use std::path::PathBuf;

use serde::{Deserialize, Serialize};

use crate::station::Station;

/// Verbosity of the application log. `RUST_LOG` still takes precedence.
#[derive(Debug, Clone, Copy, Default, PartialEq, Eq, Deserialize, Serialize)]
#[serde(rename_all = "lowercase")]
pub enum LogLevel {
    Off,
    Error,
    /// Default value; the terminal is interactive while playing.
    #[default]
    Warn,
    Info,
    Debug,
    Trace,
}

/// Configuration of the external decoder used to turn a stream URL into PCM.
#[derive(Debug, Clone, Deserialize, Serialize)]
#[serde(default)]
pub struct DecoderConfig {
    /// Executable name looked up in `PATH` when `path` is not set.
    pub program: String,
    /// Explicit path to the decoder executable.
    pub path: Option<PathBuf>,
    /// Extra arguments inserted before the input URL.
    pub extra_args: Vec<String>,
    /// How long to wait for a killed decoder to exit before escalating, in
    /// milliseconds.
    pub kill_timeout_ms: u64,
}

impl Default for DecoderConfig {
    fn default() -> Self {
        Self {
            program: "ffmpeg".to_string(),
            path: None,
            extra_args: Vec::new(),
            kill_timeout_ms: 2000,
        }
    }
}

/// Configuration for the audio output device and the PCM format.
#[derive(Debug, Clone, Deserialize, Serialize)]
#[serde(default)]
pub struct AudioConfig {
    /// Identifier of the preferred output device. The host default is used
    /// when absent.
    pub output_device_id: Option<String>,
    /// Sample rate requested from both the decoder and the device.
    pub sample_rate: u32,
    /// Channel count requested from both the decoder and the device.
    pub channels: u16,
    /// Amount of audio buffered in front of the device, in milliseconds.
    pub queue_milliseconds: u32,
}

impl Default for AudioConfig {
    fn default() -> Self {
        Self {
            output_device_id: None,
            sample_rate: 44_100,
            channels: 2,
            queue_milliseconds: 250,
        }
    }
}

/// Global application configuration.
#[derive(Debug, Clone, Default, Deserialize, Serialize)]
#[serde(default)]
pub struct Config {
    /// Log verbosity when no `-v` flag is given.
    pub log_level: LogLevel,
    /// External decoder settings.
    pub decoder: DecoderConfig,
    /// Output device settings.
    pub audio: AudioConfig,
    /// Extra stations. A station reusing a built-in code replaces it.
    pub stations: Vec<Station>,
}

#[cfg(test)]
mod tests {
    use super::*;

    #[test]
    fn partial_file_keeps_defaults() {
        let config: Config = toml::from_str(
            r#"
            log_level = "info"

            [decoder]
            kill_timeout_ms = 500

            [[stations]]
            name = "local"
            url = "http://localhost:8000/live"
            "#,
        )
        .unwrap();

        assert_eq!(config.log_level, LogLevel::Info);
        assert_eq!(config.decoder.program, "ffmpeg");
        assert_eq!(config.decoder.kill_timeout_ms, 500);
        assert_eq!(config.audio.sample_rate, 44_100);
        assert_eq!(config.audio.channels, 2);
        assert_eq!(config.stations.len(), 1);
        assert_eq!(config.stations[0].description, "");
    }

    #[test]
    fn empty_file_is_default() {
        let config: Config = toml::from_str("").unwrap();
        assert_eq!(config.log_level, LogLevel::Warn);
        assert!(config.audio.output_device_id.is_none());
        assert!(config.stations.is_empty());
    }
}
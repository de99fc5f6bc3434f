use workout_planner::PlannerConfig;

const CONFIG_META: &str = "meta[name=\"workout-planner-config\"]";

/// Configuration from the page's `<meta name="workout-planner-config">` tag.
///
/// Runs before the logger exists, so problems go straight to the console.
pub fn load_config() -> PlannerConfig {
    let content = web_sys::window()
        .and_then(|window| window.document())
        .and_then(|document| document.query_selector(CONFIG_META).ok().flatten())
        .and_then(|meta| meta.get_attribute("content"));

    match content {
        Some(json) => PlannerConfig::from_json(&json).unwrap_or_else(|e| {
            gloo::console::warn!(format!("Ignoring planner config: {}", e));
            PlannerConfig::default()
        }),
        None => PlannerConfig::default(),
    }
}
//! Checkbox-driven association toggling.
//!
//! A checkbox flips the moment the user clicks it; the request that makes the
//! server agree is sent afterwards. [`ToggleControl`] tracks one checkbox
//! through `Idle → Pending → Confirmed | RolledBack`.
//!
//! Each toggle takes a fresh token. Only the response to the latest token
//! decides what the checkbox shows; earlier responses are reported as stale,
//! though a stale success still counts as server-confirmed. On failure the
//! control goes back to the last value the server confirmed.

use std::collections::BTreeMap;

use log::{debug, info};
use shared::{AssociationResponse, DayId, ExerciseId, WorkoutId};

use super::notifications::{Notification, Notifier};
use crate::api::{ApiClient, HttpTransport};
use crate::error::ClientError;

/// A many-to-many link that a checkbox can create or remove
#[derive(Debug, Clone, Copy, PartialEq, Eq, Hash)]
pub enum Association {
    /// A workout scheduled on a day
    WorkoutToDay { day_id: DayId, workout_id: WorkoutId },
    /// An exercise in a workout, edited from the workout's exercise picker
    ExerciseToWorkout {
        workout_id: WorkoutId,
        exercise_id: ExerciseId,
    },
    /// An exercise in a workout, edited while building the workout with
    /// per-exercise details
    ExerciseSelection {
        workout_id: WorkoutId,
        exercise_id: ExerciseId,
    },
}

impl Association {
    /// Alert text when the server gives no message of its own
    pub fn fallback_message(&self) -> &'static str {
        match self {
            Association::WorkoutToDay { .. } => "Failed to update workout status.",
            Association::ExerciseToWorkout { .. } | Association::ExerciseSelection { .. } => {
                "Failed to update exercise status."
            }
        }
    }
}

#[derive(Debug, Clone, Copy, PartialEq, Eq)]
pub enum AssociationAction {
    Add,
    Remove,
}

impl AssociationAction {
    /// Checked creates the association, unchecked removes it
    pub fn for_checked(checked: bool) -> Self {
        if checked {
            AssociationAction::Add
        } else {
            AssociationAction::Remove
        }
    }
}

What is needed:
Please give an exact restatement of only the lines from the beginning of the material above to the line with "pub struct Config", inclusive.

Exercise solution:
use std::path::PathBuf;

use serde::{Deserialize, Serialize};

use crate::station::Station;

/// Verbosity of the application log. `RUST_LOG` still takes precedence.
#[derive(Debug, Clone, Copy, Default, PartialEq, Eq, Deserialize, Serialize)]
#[serde(rename_all = "lowercase")]
pub enum LogLevel {
    Off,
    Error,
    /// Default value; the terminal is interactive while playing.
    #[default]
    Warn,
    Info,
    Debug,
    Trace,
}

/// Configuration of the external decoder used to turn a stream URL into PCM.
#[derive(Debug, Clone, Deserialize, Serialize)]
#[serde(default)]
pub struct DecoderConfig {
    /// Executable name looked up in `PATH` when `path` is not set.
    pub program: String,
    /// Explicit path to the decoder executable.
    pub path: Option<PathBuf>,
    /// Extra arguments inserted before the input URL.
    pub extra_args: Vec<String>,
    /// How long to wait for a killed decoder to exit before escalating, in
    /// milliseconds.
    pub kill_timeout_ms: u64,
}

impl Default for DecoderConfig {
    fn default() -> Self {
        Self {
            program: "ffmpeg".to_string(),
            path: None,
            extra_args: Vec::new(),
            kill_timeout_ms: 2000,
        }
    }
}

/// Configuration for the audio output device and the PCM format.
#[derive(Debug, Clone, Deserialize, Serialize)]
#[serde(default)]
pub struct AudioConfig {
    /// Identifier of the preferred output device. The host default is used
    /// when absent.
    pub output_device_id: Option<String>,
    /// Sample rate requested from both the decoder and the device.
    pub sample_rate: u32,
    /// Channel count requested from both the decoder and the device.
    pub channels: u16,
    /// Amount of audio buffered in front of the device, in milliseconds.
    pub queue_milliseconds: u32,
}

impl Default for AudioConfig {
    fn default() -> Self {
        Self {
            output_device_id: None,
            sample_rate: 44_100,
            channels: 2,
            queue_milliseconds: 250,
        }
    }
}

/// Global application configuration.
#[derive(Debug, Clone, Default, Deserialize, Serialize)]
#[serde(default)]
pub struct Config {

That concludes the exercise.